[Collected data]
——

//! Live state of one search box and the snapshot handed to presentation.

use crate::api::models::Candidate;

/// Lifecycle of the current query.
#[derive(Debug, Clone, Copy, PartialEq, Eq, Default)]
pub enum SearchState {
    /// No query; nothing shown
    #[default]
    Idle,
    /// Keystroke received, waiting for the quiet period
    Debouncing,
    /// Request in flight
    Fetching,
    /// Candidates (possibly none) shown
    Settled,
    /// Lookup failed; empty list plus error flag
    Failed,
}

impl SearchState {
    pub fn label(&self) -> &'static str {
        match self {
            SearchState::Idle => "idle",
            SearchState::Debouncing => "typing",
            SearchState::Fetching => "searching",
            SearchState::Settled => "ready",
            SearchState::Failed => "failed",
        }
    }
}

/// Where keyboard focus sits inside the search box.
#[derive(Debug, Clone, Copy, PartialEq, Eq, Default)]
pub enum Focus {
    #[default]
    Input,
    List,
}

#[derive(Debug, Clone, Default)]
pub struct SearchSession {
    /// Raw input text as typed
    pub query: String,
    pub candidates: Vec<Candidate>,
    pub loading: bool,
    /// Message of the last failed lookup; `Some` is the error flag
    pub error: Option<String>,
    /// Identity of the most recently issued fetch
    pub generation: u64,
    pub state: SearchState,
}

impl SearchSession {
    pub fn trimmed_query(&self) -> &str {
        self.query.trim()
    }

    pub fn has_error(&self) -> bool {
        self.error.is_some()
    }
}

/// A search finalized by Enter, the search button, or a pointer click.
#[derive(Debug, Clone, PartialEq)]
pub struct CommittedSearch {
    pub query: String,
    pub candidate: Option<Candidate>,
}

/// Everything the presentation layer needs to render one frame.
#[derive(Debug, Clone, PartialEq)]
pub struct SearchView {
    pub query: String,
    pub state: SearchState,
    pub loading: bool,
    pub error: bool,
    pub error_message: Option<String>,
    pub candidates: Vec<Candidate>,
    /// Highlighted candidate, to be indicated and scrolled into view
    pub selected: Option<usize>,
    pub recent: Vec<String>,
    pub focus: Focus,
    pub list_open: bool,
    pub last_commit: Option<CommittedSearch>,
}

impl SearchView {
    /// True once the user has typed something worth showing results for.
    pub fn has_search_started(&self) -> bool {
        !self.query.trim().is_empty()
    }

    pub fn selected_candidate(&self) -> Option<&Candidate> {
        self.selected.and_then(|i| self.candidates.get(i))
    }
}
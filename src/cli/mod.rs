pub mod dispatcher;
pub mod main_types;
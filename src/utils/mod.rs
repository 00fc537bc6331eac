//! Shared helpers used across layers.

/// Mapping of transport and file failures into the error taxonomy
pub mod error_helpers;

/// Subscriber setup for log output
pub mod logging;

/// Display-width aware text helpers
pub mod text;
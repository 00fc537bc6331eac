use super::Result;
use crate::api::client::{DEFAULT_MAX_RESULTS, DEFAULT_TIMEOUT_SECS, LookupOptions};
use crate::error::{ConfigError, StorageError};
use crate::utils::error_helpers::convert_file_error;
use serde::{Deserialize, Serialize};
use std::fs;
use std::path::PathBuf;
use std::time::Duration;

pub const DEFAULT_BASE_URL: &str = "http://localhost:4000";
pub const DEFAULT_DEBOUNCE_MS: u64 = 1000;
pub const DEFAULT_CACHE_TTL_SECS: u64 = 300;
pub const DEFAULT_HISTORY_CAPACITY: usize = 5;

#[derive(Serialize, Deserialize, Debug, Clone, PartialEq, Default)]
#[serde(default)]
pub struct Config {
    pub lookup: LookupConfig,
    pub search: SearchConfig,
    pub history: HistoryConfig,
}

#[derive(Serialize, Deserialize, Debug, Clone, PartialEq)]
#[serde(default)]
pub struct LookupConfig {
    pub base_url: String,
    pub timeout_seconds: u64,
    pub max_results: usize,
    pub client_filter: bool,
}

impl Default for LookupConfig {
    fn default() -> Self {
        Self {
            base_url: DEFAULT_BASE_URL.to_string(),
            timeout_seconds: DEFAULT_TIMEOUT_SECS,
            max_results: DEFAULT_MAX_RESULTS,
            client_filter: false,
        }
    }
}

impl LookupConfig {
    pub fn options(&self) -> LookupOptions {
        LookupOptions {
            max_results: self.max_results,
            client_filter: self.client_filter,
        }
    }
}

#[derive(Serialize, Deserialize, Debug, Clone, PartialEq)]
#[serde(default)]
pub struct SearchConfig {
    pub debounce_ms: u64,
    pub cache_ttl_seconds: u64,
}

impl Default for SearchConfig {
    fn default() -> Self {
        Self {
            debounce_ms: DEFAULT_DEBOUNCE_MS,
            cache_ttl_seconds: DEFAULT_CACHE_TTL_SECS,
        }
    }
}

impl SearchConfig {
    pub fn debounce(&self) -> Duration {
        Duration::from_millis(self.debounce_ms)
    }

    pub fn cache_ttl(&self) -> Duration {
        Duration::from_secs(self.cache_ttl_seconds)
    }
}

#[derive(Serialize, Deserialize, Debug, Clone, PartialEq)]
#[serde(default)]
pub struct HistoryConfig {
    pub capacity: usize,
    /// Persist recent searches to this file instead of process memory
    pub file: Option<PathBuf>,
}

impl Default for HistoryConfig {
    fn default() -> Self {
        Self {
            capacity: DEFAULT_HISTORY_CAPACITY,
            file: None,
        }
    }
}

impl Config {
    pub fn load(path: Option<PathBuf>) -> Result<Self> {
        let config_path = match path {
            Some(p) => p,
            None => Self::config_file_path()?,
        };

        if !config_path.exists() {
            return Ok(Self::default());
        }

        let content =
            fs::read_to_string(&config_path).map_err(|e| convert_file_error(e, &config_path))?;

        let config: Config =
            toml::from_str(&content).map_err(|e| StorageError::ConfigParseError {
                message: e.to_string(),
            })?;

        Ok(config)
    }

    pub fn config_file_path() -> Result<PathBuf> {
        let config_dir = dirs::config_dir().ok_or(StorageError::ConfigDirNotFound)?;
        Ok(config_dir.join("sick-search").join("config.toml"))
    }

    /// Default location of the TUI log file
    pub fn default_log_path() -> PathBuf {
        dirs::data_local_dir()
            .map(|dir| dir.join("sick-search"))
            .unwrap_or_else(std::env::temp_dir)
            .join("sick-search.log")
    }

    pub fn validate(&self) -> std::result::Result<(), ConfigError> {
        let url = &self.lookup.base_url;
        if !(url.starts_with("http://") || url.starts_with("https://")) {
            return Err(invalid("lookup.base_url", url, "must start with http:// or https://"));
        }
        if self.lookup.timeout_seconds == 0 {
            return Err(invalid("lookup.timeout_seconds", "0", "must be positive"));
        }
        if self.search.debounce_ms == 0 {
            return Err(invalid("search.debounce_ms", "0", "must be positive"));
        }
        if self.history.capacity == 0 {
            return Err(invalid("history.capacity", "0", "must be positive"));
        }
        Ok(())
    }
}

fn invalid(field: &str, value: &str, reason: &str) -> ConfigError {
    ConfigError::InvalidValue {
        field: field.to_string(),
        value: value.to_string(),
        reason: reason.to_string(),
    }
}

#[cfg(test)]
mod tests {
    use super::*;
    use tempfile::tempdir;

    #[test]
    fn test_config_default() {
        let config = Config::default();
        assert_eq!(config.lookup.base_url, DEFAULT_BASE_URL);
        assert_eq!(config.search.debounce(), Duration::from_millis(1000));
        assert_eq!(config.search.cache_ttl(), Duration::from_secs(300));
        assert_eq!(config.history.capacity, 5);
        assert!(config.history.file.is_none());
        assert!(config.validate().is_ok());
    }

    #[test]
    fn test_config_load_roundtrip() {
        let temp_dir = tempdir().expect("Failed to create temp dir");
        let config_path = temp_dir.path().join("config.toml");

        let mut config = Config::default();
        config.lookup.base_url = "http://example.test".to_string();
        config.lookup.client_filter = true;
        config.search.debounce_ms = 250;
        config.history.file = Some(temp_dir.path().join("history.json"));

        fs::write(&config_path, toml::to_string(&config).unwrap()).unwrap();

        let loaded_config = Config::load(Some(config_path)).expect("Failed to load config");
        assert_eq!(loaded_config, config);
    }

    #[test]
    fn test_partial_file_uses_defaults() {
        let temp_dir = tempdir().expect("Failed to create temp dir");
        let config_path = temp_dir.path().join("config.toml");
        fs::write(&config_path, "[search]\ndebounce_ms = 300\n").unwrap();

        let config = Config::load(Some(config_path)).expect("Failed to load config");
        assert_eq!(config.search.debounce_ms, 300);
        assert_eq!(config.search.cache_ttl_seconds, DEFAULT_CACHE_TTL_SECS);
        assert_eq!(config.lookup, LookupConfig::default());
    }

    #[test]
    fn test_malformed_file_is_parse_error() {
        let temp_dir = tempdir().expect("Failed to create temp dir");
        let config_path = temp_dir.path().join("config.toml");
        fs::write(&config_path, "[search\ndebounce_ms = ").unwrap();

        let result = Config::load(Some(config_path));
        assert!(matches!(result, Err(StorageError::ConfigParseError { .. })));
    }

    #[test]
    fn test_load_nonexistent_file() {
        let temp_dir = tempdir().expect("Failed to create temp dir");
        let config = Config::load(Some(temp_dir.path().join("missing.toml")))
            .expect("Failed to load default config");
        assert_eq!(config, Config::default());
    }

    #[test]
    fn test_validate_rejects_bad_values() {
        let mut config = Config::default();
        config.lookup.base_url = "localhost:4000".to_string();
        assert!(matches!(
            config.validate(),
            Err(ConfigError::InvalidValue { ref field, .. }) if field == "lookup.base_url"
        ));

        let mut config = Config::default();
        config.search.debounce_ms = 0;
        assert!(config.validate().is_err());

        let mut config = Config::default();
        config.history.capacity = 0;
        assert!(config.validate().is_err());
    }

    #[test]
    fn test_lookup_options_from_config() {
        let mut config = Config::default();
        config.lookup.max_results = 3;
        config.lookup.client_filter = true;

        let options = config.lookup.options();
        assert_eq!(options.max_results, 3);
        assert!(options.client_filter);
        assert!(!Config::default().lookup.options().client_filter);
    }
}
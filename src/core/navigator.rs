//! Keyboard selection over the candidate list.
//!
//! The navigator never touches rendering. It answers every key with a
//! [`NavOutcome`] and the controller forwards the active index to the
//! presentation layer.

/// Keys the search box forwards to the navigator.
#[derive(Debug, Clone, Copy, PartialEq, Eq)]
pub enum NavKey {
    Up,
    Down,
    Enter,
}

#[derive(Debug, Clone, Copy, PartialEq, Eq)]
pub enum NavOutcome {
    /// Key had no effect in the current state
    Ignored,
    /// Active index changed; `None` means nothing is highlighted
    Highlight(Option<usize>),
    /// Selection left the top of the list; focus goes back to the text field
    ReturnFocus,
    /// Commit the candidate at this index
    Commit(usize),
}

#[derive(Debug, Clone)]
pub struct KeyboardNavigator {
    selected: Option<usize>,
    len: usize,
    enabled: bool,
}

impl Default for KeyboardNavigator {
    fn default() -> Self {
        Self {
            selected: None,
            len: 0,
            enabled: true,
        }
    }
}

impl KeyboardNavigator {
    pub fn new() -> Self {
        Self::default()
    }

    pub fn selected(&self) -> Option<usize> {
        self.selected
    }

    pub fn len(&self) -> usize {
        self.len
    }

    /// Navigation is switched off while a fetch is in flight.
    pub fn set_enabled(&mut self, enabled: bool) {
        self.enabled = enabled;
    }

    /// A new candidate list replaced the old one.
    pub fn reset(&mut self, len: usize) {
        self.selected = None;
        self.len = len;
    }

    /// Drop the highlight without changing the list.
    pub fn clear_selection(&mut self) {
        self.selected = None;
    }

    /// Pointer hover highlights a row directly.
    pub fn hover(&mut self, index: usize) -> NavOutcome {
        if !self.enabled || index >= self.len {
            return NavOutcome::Ignored;
        }
        self.selected = Some(index);
        NavOutcome::Highlight(self.selected)
    }

    pub fn handle(&mut self, key: NavKey) -> NavOutcome {
        if !self.enabled {
            return NavOutcome::Ignored;
        }

        match key {
            NavKey::Down => {
                if self.len == 0 {
                    return NavOutcome::Ignored;
                }
                let next = match self.selected {
                    None => 0,
                    Some(i) => (i + 1).min(self.len - 1),
                };
                self.selected = Some(next);
                NavOutcome::Highlight(self.selected)
            }
            NavKey::Up => match self.selected {
                None => NavOutcome::Ignored,
                Some(0) => {
                    self.selected = None;
                    NavOutcome::ReturnFocus
                }
                Some(i) => {
                    self.selected = Some(i - 1);
                    NavOutcome::Highlight(self.selected)
                }
            },
            NavKey::Enter => match self.selected {
                Some(i) => NavOutcome::Commit(i),
                None => NavOutcome::Ignored,
            },
        }
    }
}

#[cfg(test)]
mod tests {
    use super::*;

    fn navigator_with(len: usize) -> KeyboardNavigator {
        let mut navigator = KeyboardNavigator::new();
        navigator.reset(len);
        navigator
    }

    #[test]
    fn test_down_from_none_selects_first() {
        let mut navigator = navigator_with(3);
        assert_eq!(navigator.handle(NavKey::Down), NavOutcome::Highlight(Some(0)));
        assert_eq!(navigator.selected(), Some(0));
    }

    #[test]
    fn test_down_saturates_at_last_item() {
        let mut navigator = navigator_with(2);
        navigator.handle(NavKey::Down);
        navigator.handle(NavKey::Down);
        assert_eq!(navigator.handle(NavKey::Down), NavOutcome::Highlight(Some(1)));
        assert_eq!(navigator.selected(), Some(1));
    }

    #[test]
    fn test_down_on_empty_list_is_ignored() {
        let mut navigator = navigator_with(0);
        assert_eq!(navigator.handle(NavKey::Down), NavOutcome::Ignored);
        assert_eq!(navigator.selected(), None);
    }

    #[test]
    fn test_up_moves_back_then_returns_focus() {
        let mut navigator = navigator_with(3);
        navigator.handle(NavKey::Down);
        navigator.handle(NavKey::Down);

        assert_eq!(navigator.handle(NavKey::Up), NavOutcome::Highlight(Some(0)));
        assert_eq!(navigator.handle(NavKey::Up), NavOutcome::ReturnFocus);
        assert_eq!(navigator.selected(), None);
        assert_eq!(navigator.handle(NavKey::Up), NavOutcome::Ignored);
    }

    #[test]
    fn test_enter_commits_only_with_selection() {
        let mut navigator = navigator_with(3);
        assert_eq!(navigator.handle(NavKey::Enter), NavOutcome::Ignored);

        navigator.handle(NavKey::Down);
        navigator.handle(NavKey::Down);
        assert_eq!(navigator.handle(NavKey::Enter), NavOutcome::Commit(1));
    }

    #[test]
    fn test_reset_clears_selection() {
        let mut navigator = navigator_with(3);
        navigator.handle(NavKey::Down);
        navigator.reset(5);

        assert_eq!(navigator.selected(), None);
        assert_eq!(navigator.len(), 5);
    }

    #[test]
    fn test_disabled_navigator_ignores_keys() {
        let mut navigator = navigator_with(3);
        navigator.set_enabled(false);

        assert_eq!(navigator.handle(NavKey::Down), NavOutcome::Ignored);
        assert_eq!(navigator.hover(1), NavOutcome::Ignored);
        assert_eq!(navigator.selected(), None);

        navigator.set_enabled(true);
        assert_eq!(navigator.handle(NavKey::Down), NavOutcome::Highlight(Some(0)));
    }

    #[test]
    fn test_default_navigator_accepts_keys() {
        let mut navigator = KeyboardNavigator::default();
        navigator.reset(2);

        assert_eq!(navigator.handle(NavKey::Down), NavOutcome::Highlight(Some(0)));
        assert_eq!(navigator.hover(1), NavOutcome::Highlight(Some(1)));
    }

    #[test]
    fn test_hover_bounds() {
        let mut navigator = navigator_with(2);
        assert_eq!(navigator.hover(1), NavOutcome::Highlight(Some(1)));
        assert_eq!(navigator.hover(2), NavOutcome::Ignored);
        assert_eq!(navigator.selected(), Some(1));
    }
}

——

= EXERCISE PROMPT =
In the data above, retype exactly and only the lines between the one holding "let next = match" and the one holding "NavKey::Enter => match", inclusive.

= TASK SOLUTION =
                let next = match self.selected {
                    None => 0,
                    Some(i) => (i + 1).min(self.len - 1),
                };
                self.selected = Some(next);
                NavOutcome::Highlight(self.selected)
            }
            NavKey::Up => match self.selected {
                None => NavOutcome::Ignored,
                Some(0) => {
                    self.selected = None;
                    NavOutcome::ReturnFocus
                }
                Some(i) => {
                    self.selected = Some(i - 1);
                    NavOutcome::Highlight(self.selected)
                }
            },
            NavKey::Enter => match self.selected {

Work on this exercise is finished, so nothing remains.